Hmmmm, I'm not really buying into America as the land of opportunity, a bunch of Horatio Alger stories. Recent studies show that this economic mobility is less possible for blacks than whites. However, I thought this was important to post for a couple of reasons. First, there's this campaign afoot to make Obama out aa a Muslim, and how BAD would that be for our country? Then there's the rampant xenophobia in this country, a nation of immigrants. What is THAT about? Yes,yes, Obama IS a politican but perhaps, just perhaps, his election would call into question this hatred of immigrants or at least bring it more into the light of day. We shall see.......
By NICHOLAS D. KRISTOF
Published: February 24, 2008
A barefoot old woman in a ripped dress is sitting on a log in front of her tin-roof bungalow in this remote village in western Kenya, jovially greeting visitors.
Mama Sarah, as she is known around here, lives without electricity or running water.
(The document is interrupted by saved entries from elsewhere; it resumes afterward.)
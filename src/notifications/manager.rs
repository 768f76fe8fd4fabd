//! NotificationManager implementation
//!
//! Every subscriber owns an unbounded channel. Publishing only enqueues the
//! event on each matching channel, so it never waits on a subscriber: the
//! event is handed off inline with the operation that produced it and the
//! subscriber processes it whenever it next polls its receiver.

use crate::notifications::error::NotificationError;
use crate::notifications::event::{EventFilter, QueueEvent};
use crate::notifications::traits::SubscriberStatistics;
use std::collections::HashMap;
use tokio::sync::mpsc::{unbounded_channel, UnboundedReceiver, UnboundedSender};

/// Receiving half handed to subscribers
pub type EventReceiver<T> = UnboundedReceiver<QueueEvent<T>>;

struct SubscriberInfo<T> {
    filter: EventFilter,
    source: String,
    sender: UnboundedSender<QueueEvent<T>>,
    statistics: SubscriberStatistics,
}

pub struct NotificationManager<T> {
    subscribers: HashMap<String, SubscriberInfo<T>>,
}

impl<T> Default for NotificationManager<T> {
    fn default() -> Self {
        Self::new()
    }
}

impl<T> NotificationManager<T> {
    pub fn new() -> Self {
        Self {
            subscribers: HashMap::new(),
        }
    }

    /// Register a subscriber and return the receiving end of its channel
    ///
    /// Subscribing again with an existing id replaces the old subscription;
    /// the previous receiver will see its channel closed.
    pub fn subscribe(
        &mut self,
        subscriber_id: String,
        filter: EventFilter,
        source: String,
    ) -> EventReceiver<T> {
        let (sender, receiver) = unbounded_channel();

        let subscriber_info = SubscriberInfo {
            filter,
            source: source.clone(),
            sender,
            statistics: SubscriberStatistics::new(),
        };

        // Warn if overwriting existing subscriber
        if let Some(existing) = self.subscribers.insert(subscriber_id.clone(), subscriber_info) {
            log::warn!(
                "Subscriber '{}' replaced existing subscription (source: {} -> {})",
                subscriber_id,
                existing.source,
                source
            );
        } else {
            log::debug!("Subscriber '{}' registered (source: {})", subscriber_id, source);
        }

        receiver
    }

    pub fn unsubscribe(&mut self, subscriber_id: &str) -> bool {
        self.subscribers.remove(subscriber_id).is_some()
    }

    pub fn subscriber_count(&self) -> usize {
        self.subscribers.len()
    }

    pub fn has_subscriber(&self, subscriber_id: &str) -> bool {
        self.subscribers.contains_key(subscriber_id)
    }

    pub fn clear_subscribers(&mut self) {
        self.subscribers.clear();
    }

    pub fn statistics(&self, subscriber_id: &str) -> Option<&SubscriberStatistics> {
        self.subscribers.get(subscriber_id).map(|info| &info.statistics)
    }

    /// Deliver an event to every subscriber whose filter accepts it
    ///
    /// Returns the number of subscribers the event was handed to. Subscribers
    /// whose receiver has been dropped are pruned and reported through
    /// [`NotificationError::ClosedSubscribers`]; delivery to the remaining
    /// subscribers still happens.
    pub fn publish(&mut self, event: QueueEvent<T>) -> Result<usize, NotificationError> {
        let mut closed = Vec::new();
        let mut delivered = 0;

        for (subscriber_id, subscriber_info) in &self.subscribers {
            // Check if the event matches the subscriber's filter
            if !subscriber_info.filter.accepts(&event) {
                continue;
            }

            if subscriber_info.sender.send(event.clone()).is_err() {
                // Channel is closed, mark for removal
                closed.push(subscriber_id.clone());
            } else {
                subscriber_info.statistics.record_event_delivered();
                delivered += 1;
            }
        }

        // Remove subscribers with closed channels
        for subscriber_id in &closed {
            self.subscribers.remove(subscriber_id);
        }

        if !closed.is_empty() {
            return Err(NotificationError::ClosedSubscribers {
                event_type: event.event_type,
                queue_id: event.queue_id(),
                closed,
            });
        }

        Ok(delivered)
    }
}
She is illiterate and doesn’t know when she was born. Yet she may have a seat of honor at the next presidential inauguration in Washington — depending on what happens to her stepgrandson, Barack Obama.
Mama Sarah cannot communicate with Mr. Obama, who calls her his grandmother, because she speaks only her Luo tribal language and a little Swahili. Senator Obama’s Luo is pretty much limited to “musawa,” meaning “how are you?”
People around here are giddy at the prospect of a President Obama.
“I’m up at 4 a.m. or 5 a.m. to listen to BBC news and get the latest on the campaign,” said Nicholas Rajula, who describes himself as a cousin of the senator. “By the way, what’s the latest news about the superdelegates?”
You might think that all Kenyans would be vigorously supporting Mr. Obama. But Kenya has been fractured along ethnic lines in the last two months, so now Mr. Obama draws frenzied support from the Luo ethnic group of his ancestors, while many members of the rival Kikuyu group fervently support Hillary Rodham Clinton.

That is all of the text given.